Twitter, of late, has been making headlines in India due to hacked accounts of several celebrities but yesterday the social media company had cause to pop the bubbly. Overall revenue not only rose 2% to $731.6 million in the fiscal quarter ending December 2017 from a year earlier, but this is also the first time it has posted a quarterly profit since it went public in 2013. Twitter reported a net profit of $91.1 million, or 12 cents per share, compared to a loss of $167.1 million, or 23 cents per share, a year earlier.
Adjusted EBITDA stood at $308 million "or 42% of total revenue, reaching our long-term target range of 40-45% for the first time", said the company. This turnaround in its fortunes is all the more impressive because it hasn't been easy for new age consumer internet companies to make profits.
In response Chief Executive Jack Dorsey tweeted, "I'm so proud of the @Twitter team. We did what we said we were going to do. Our focus and self-discipline continues to improve. Thank you team! And thanks to all of our shareholders for the patience and support. 2018 is going to be a great year."

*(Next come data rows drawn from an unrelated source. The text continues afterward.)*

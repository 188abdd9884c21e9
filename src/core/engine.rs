use crate::core::io;
use crate::core::model::{Output, Section};
use crate::core::section::{self, BASIC_STATISTICS, RawSection};
use crate::core::table::Table;
use anyhow::{Context, Result, bail};
use std::path::PathBuf;
use std::time::Instant;
use tracing::{debug, warn};

/// A requested section and the artefacts to produce for it.
#[derive(Clone, Debug, Eq, PartialEq)]
pub struct ParsedArg {
    pub section: Section,
    pub required_outputs: Vec<Output>,
}

impl ParsedArg {
    pub fn new(section: Section) -> Self {
        Self {
            section,
            required_outputs: section.required_outputs(),
        }
    }

    pub fn wants(&self, output: Output) -> bool {
        self.required_outputs.contains(&output)
    }
}

pub struct RunConfig {
    pub input: PathBuf,
    pub sections: Vec<ParsedArg>,
}

#[derive(Debug)]
pub struct Extracted {
    pub arg: ParsedArg,
    pub raw: RawSection,
    pub table: Table,
}

#[derive(Debug)]
pub struct RunOutput {
    pub version: Option<String>,
    /// `Filename` from Basic Statistics, else the input's file name.
    pub file_name: String,
    pub extracted: Vec<Extracted>,
    pub missing: Vec<Section>,
}

pub fn run(cfg: &RunConfig) -> Result<RunOutput> {
    let t_read = Instant::now();
    let text = io::read_report(&cfg.input)?;
    debug!(bytes = text.len(), elapsed = ?t_read.elapsed(), "report loaded");

    let basic = section::locate_by(&text, |t| t == BASIC_STATISTICS)
        .with_context(|| format!("failed to parse {}", cfg.input.display()))?;
    let file_name = match basic.as_ref().and_then(|b| b.lookup("Filename")) {
        Some(name) => name.to_string(),
        None => cfg
            .input
            .file_name()
            .and_then(|s| s.to_str())
            .map(|s| s.to_string())
            .context("failed to determine file name from input path")?,
    };

    let mut extracted = Vec::with_capacity(cfg.sections.len());
    let mut missing = Vec::new();
    for arg in &cfg.sections {
        let t_section = Instant::now();
        let found = section::locate(&text, arg.section)
            .with_context(|| format!("failed to parse {}", cfg.input.display()))?;
        let Some(raw) = found else {
            warn!(
                section = arg.section.key(),
                title = arg.section.title(),
                "section not found in report"
            );
            missing.push(arg.section);
            continue;
        };
        let table =
            Table::from_raw(&raw).with_context(|| format!("failed to tabulate {}", raw.title))?;
        debug!(
            section = arg.section.key(),
            status = %raw.status,
            rows = table.rows.len(),
            elapsed = ?t_section.elapsed(),
            "section extracted"
        );
        extracted.push(Extracted {
            arg: arg.clone(),
            raw,
            table,
        });
    }

    if extracted.is_empty() && basic.is_none() {
        bail!(
            "{} does not look like a FastQC report: no requested module found",
            cfg.input.display()
        );
    }

    Ok(RunOutput {
        version: section::report_version(&text),
        file_name,
        extracted,
        missing,
    })
}

#[cfg(test)]
mod tests {
    use super::*;
    use crate::core::model::Status;

    const REPORT: &str = "##FastQC\t0.12.1\n\
>>Basic Statistics\tpass\n\
#Measure\tValue\n\
Filename\tlane1.fq.gz\n\
>>END_MODULE\n\
>>Sequence Length Distribution\twarn\n\
#Length\tCount\n\
150\t9000.0\n\
>>END_MODULE\n";

    fn config(dir: &tempfile::TempDir, text: &str, sections: &[Section]) -> RunConfig {
        let input = dir.path().join("fastqc_data.txt");
        std::fs::write(&input, text).unwrap();
        RunConfig {
            input,
            sections: sections.iter().copied().map(ParsedArg::new).collect(),
        }
    }

    #[test]
    fn parsed_arg_outputs() {
        let a = ParsedArg::new(Section::SeqLenDist);
        assert!(a.wants(Output::Raw));
        assert!(!a.wants(Output::Plot));
        assert!(ParsedArg::new(Section::AdapCont).wants(Output::Plot));
    }

    #[test]
    fn extracts_present_and_records_missing() {
        let dir = tempfile::tempdir().unwrap();
        let cfg = config(&dir, REPORT, &[Section::SeqLenDist, Section::KmerCont]);
        let out = run(&cfg).unwrap();
        assert_eq!(out.version.as_deref(), Some("0.12.1"));
        assert_eq!(out.file_name, "lane1.fq.gz");
        assert_eq!(out.extracted.len(), 1);
        assert_eq!(out.extracted[0].raw.status, Status::Warn);
        assert_eq!(out.extracted[0].table.rows, [["150", "9000.0"]]);
        assert_eq!(out.missing, [Section::KmerCont]);
    }

    #[test]
    fn falls_back_to_input_name() {
        let dir = tempfile::tempdir().unwrap();
        let text = ">>Adapter Content\tpass\n#Position\tA\n1\t0.0\n>>END_MODULE\n";
        let out = run(&config(&dir, text, &[Section::AdapCont])).unwrap();
        assert_eq!(out.file_name, "fastqc_data.txt");
        assert_eq!(out.version, None);
    }

    #[test]
    fn rejects_non_report() {
        let dir = tempfile::tempdir().unwrap();
        let err = run(&config(&dir, "hello\nworld\n", &[Section::AdapCont])).unwrap_err();
        assert!(err.to_string().contains("does not look like a FastQC report"));
    }

    #[test]
    fn malformed_table_is_reported_with_context() {
        let dir = tempfile::tempdir().unwrap();
        let text = ">>Per base N content\tfail\n#Base\tN-Count\n1\t0.0\t9\n>>END_MODULE\n";
        let err = run(&config(&dir, text, &[Section::PerBaseNCont])).unwrap_err();
        let msg = format!("{err:#}");
        assert!(msg.contains("failed to tabulate Per base N content"), "{msg}");
        assert!(msg.contains("line 3: expected 2 fields, found 3"), "{msg}");
    }
}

Twitter's previous inability to turn a profit or log consistent revenue growth has long confounded investors given its ubiquitous media presence and popularity among celebrities, athletes and politicians, including Prime Minister Narendra Modi.
The unexpected return to revenue growth-analyst estimates had predicted $686.1 million, a fourth straight quarter of declines-was fuelled by expansion outside the United States. Revenue from outside the US rose 17%, making up for an 8% decline in domestic sales. Revenue from Japan rose 34% to $106 million, and Chief Financial Officer Ned Segal said Chinese exporters were strong advertisers abroad.
Apart from higher video ad sales and redesigned ad formats, Twitter said that revenue was further helped by using data to make the targeting of ads more individualized, a process known as machine learning. That raised clickthrough rates, or the ratio of users who click on a specific ad to the number that view it. In the latest quarterly results, advertising revenue is up 1% to $644 million from $638 million a year ago.
"They are showing the right tweets to the right people at the right time, and as you do that, not only do you drive consumers to use Twitter more, but you attract more and more advertisers to want to be on the platform," said analyst Richard Greenfield of BTIG Research. The company also reported $87 million in data licensing and other non-advertising revenue, up 10% from a year earlier.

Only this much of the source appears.